Polycythemia vera (PV) is a rare type of myeloid cancer marked by the overproduction of red blood cells (erythrocytosis) in the bone marrow.¹ This increase in red blood cells thickens the blood, which may raise the risk of serious cardiovascular and thrombotic events, such as stroke, deep vein thrombosis (DVT) and pulmonary embolism.^2,3,4

PV affects approximately 155,000 people in the United States and a similar number across Europe.
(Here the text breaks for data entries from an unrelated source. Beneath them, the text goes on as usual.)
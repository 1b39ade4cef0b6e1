//! # Authentication & Sessions
//!
//! Credential storage (argon2), session tokens, and the account status gate.
//!
//! ## The status gate
//!
//! Verifying a password is necessary but not sufficient. After the
//! credential check passes, [`AuthService::login`] reads the account's
//! status; anything other than `Active` is rejected with
//! [`AuthError::AccountRestricted`] and **no session is created**. The gate
//! sits at the authorization boundary, so a suspended or closed account
//! cannot operate even though its credentials remain valid.
//!
//! The same rule applies for the lifetime of a session:
//! [`AuthService::authenticate`] re-reads the account on every request and
//! revokes the session the moment the account stops being `Active`.

use chrono::{DateTime, Utc};
use dashmap::DashMap;
use rand::RngCore;
use serde::{Deserialize, Serialize};

use crate::config;
use crate::model::{Account, AccountId, AccountStatus};
use crate::store::db::{dec, enc};
use crate::store::{BankDb, StoreError};

// ---------------------------------------------------------------------------
// Errors
// ---------------------------------------------------------------------------

#[derive(Debug, thiserror::Error)]
pub enum AuthError {
    /// Unknown email or wrong password. Deliberately one variant — the
    /// login surface must not reveal which half failed.
    #[error("invalid email or password")]
    InvalidCredentials,

    /// Credentials were correct, but the account status forbids login.
    #[error("account is {status}")]
    AccountRestricted { status: AccountStatus },

    /// The presented token is unknown or was revoked.
    #[error("invalid session")]
    InvalidSession,

    /// The session outlived its TTL.
    #[error("session expired")]
    SessionExpired,

    /// Password hashing failed. Practically unreachable with valid config.
    #[error("password hashing error: {0}")]
    Hash(#[from] argon2::Error),

    #[error("store error: {0}")]
    Store(#[from] StoreError),
}

// ---------------------------------------------------------------------------
// Records
// ---------------------------------------------------------------------------

/// Stored login credentials for one account.
#[derive(Clone, Debug, Serialize, Deserialize)]
struct CredentialRecord {
    account_id: AccountId,
    email: String,
    /// argon2 encoded hash (parameters and salt embedded).
    password_hash: String,
}

/// A live session. Held in memory only — restarting the server logs
/// everyone out, which is the safe failure mode for a bank.
#[derive(Clone, Debug)]
pub struct Session {
    pub account_id: AccountId,
    pub created_at: DateTime<Utc>,
    pub expires_at: DateTime<Utc>,
}

// ---------------------------------------------------------------------------
// AuthService
// ---------------------------------------------------------------------------

/// Credential verification and session issuance.
pub struct AuthService {
    db: BankDb,
    sessions: DashMap<String, Session>,
}

impl AuthService {
    pub fn new(db: BankDb) -> Self {
        Self {
            db,
            sessions: DashMap::new(),
        }
    }

    /// Stores credentials for a freshly opened account.
    pub fn register(
        &self,
        account_id: AccountId,
        email: &str,
        password: &str,
    ) -> Result<(), AuthError> {
        let mut salt = [0u8; 16];
        rand::thread_rng().fill_bytes(&mut salt);
        let password_hash =
            argon2::hash_encoded(password.as_bytes(), &salt, &argon2::Config::default())?;

        let record = CredentialRecord {
            account_id,
            email: email.to_lowercase(),
            password_hash,
        };
        self.db.put_credential_bytes(&account_id, enc(&record)?)?;
        Ok(())
    }

    /// Verifies credentials, applies the status gate, and issues a session.
    pub fn login(&self, email: &str, password: &str) -> Result<(String, Account), AuthError> {
        let account = self
            .db
            .get_account_by_email(email)?
            .ok_or(AuthError::InvalidCredentials)?;

        let record = self.credential(&account.id)?;
        if !argon2::verify_encoded(&record.password_hash, password.as_bytes())? {
            return Err(AuthError::InvalidCredentials);
        }

        // Status gate: correct password, but the account may not operate.
        // No session is created for a restricted account.
        if !account.is_active() {
            return Err(AuthError::AccountRestricted {
                status: account.status,
            });
        }

        let token = generate_token();
        let now = Utc::now();
        self.sessions.insert(
            token.clone(),
            Session {
                account_id: account.id,
                created_at: now,
                expires_at: now
                    + chrono::Duration::from_std(config::SESSION_TTL)
                        .unwrap_or_else(|_| chrono::Duration::hours(24)),
            },
        );

        Ok((token, account))
    }

    /// Resolves a session token to its account, enforcing expiry and the
    /// status gate. A session whose account is no longer `Active` is
    /// revoked on the spot.
    pub fn authenticate(&self, token: &str) -> Result<Account, AuthError> {
        let session = self
            .sessions
            .get(token)
            .map(|s| s.value().clone())
            .ok_or(AuthError::InvalidSession)?;

        if session.expires_at < Utc::now() {
            self.sessions.remove(token);
            return Err(AuthError::SessionExpired);
        }

        let account = match self.db.get_account(&session.account_id)? {
            Some(account) => account,
            None => {
                self.sessions.remove(token);
                return Err(AuthError::InvalidSession);
            }
        };

        if !account.is_active() {
            self.sessions.remove(token);
            return Err(AuthError::AccountRestricted {
                status: account.status,
            });
        }

        Ok(account)
    }

    /// Drops a session. Unknown tokens are a no-op.
    pub fn logout(&self, token: &str) {
        self.sessions.remove(token);
    }

    /// Re-hashes the password after verifying the current one.
    pub fn change_password(
        &self,
        account_id: AccountId,
        current_password: &str,
        new_password: &str,
    ) -> Result<(), AuthError> {
        let record = self.credential(&account_id)?;
        if !argon2::verify_encoded(&record.password_hash, current_password.as_bytes())? {
            return Err(AuthError::InvalidCredentials);
        }
        self.register(account_id, &record.email, new_password)
    }

    /// Removes stored credentials and every live session for the account.
    /// Part of the admin hard-delete cascade.
    pub fn purge_account(&self, account_id: &AccountId) -> Result<(), AuthError> {
        self.db.remove_credentials(account_id)?;
        self.sessions.retain(|_, s| s.account_id != *account_id);
        Ok(())
    }

    /// Number of live (possibly expired-but-unswept) sessions.
    pub fn session_count(&self) -> usize {
        self.sessions.len()
    }

    fn credential(&self, account_id: &AccountId) -> Result<CredentialRecord, AuthError> {
        let bytes = self
            .db
            .get_credential_bytes(account_id)?
            .ok_or(AuthError::InvalidCredentials)?;
        Ok(dec(&bytes)?)
    }
}

/// 32 random bytes, hex-encoded. 64 characters on the wire.
fn generate_token() -> String {
    let mut bytes = vec![0u8; config::SESSION_TOKEN_BYTES];
    rand::thread_rng().fill_bytes(&mut bytes);
    hex::encode(bytes)
}

// ---------------------------------------------------------------------------
// Tests
// ---------------------------------------------------------------------------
The median age at diagnosis is 60 years.¹

In PV, the key treatment goal is to achieve and maintain a hematocrit (HCT) level below 45%. HCT refers to the proportion of red blood cells relative to the total blood volume.⁵

• Controlled HCT can reduce the risk of clotting events and alleviate symptoms.⁵
• Common approaches to reduce HCT include phlebotomy (removal of blood from the body) and medications designed to lower red blood cell counts.⁶

Despite available treatment strategies:

• Up to 78% of patients in real-world studies have uncontrolled HCT and continue to suffer symptoms of PV.⁶
• Phlebotomy may help reduce HCT, but could also:
  1. Contribute to iron deficiency.
  2. Cause or worsen symptoms such as dizziness, headaches, weakness or visual disturbances.
  3. Lead to a burden on patients’ quality of life. ^7,8

Patients with PV may experience a range of symptoms that affect daily life:

• Headaches
• Fatigue or weakness
• Dizziness or balance issues
• Visual changes
• Night sweats
• Itching (pruritus)
• Difficulty concentrating

Not every patient will experience the same set or severity of symptoms.

Note: These FAQs are for educational purposes only and do not substitute medical advice. Patients should always consult their healthcare provider.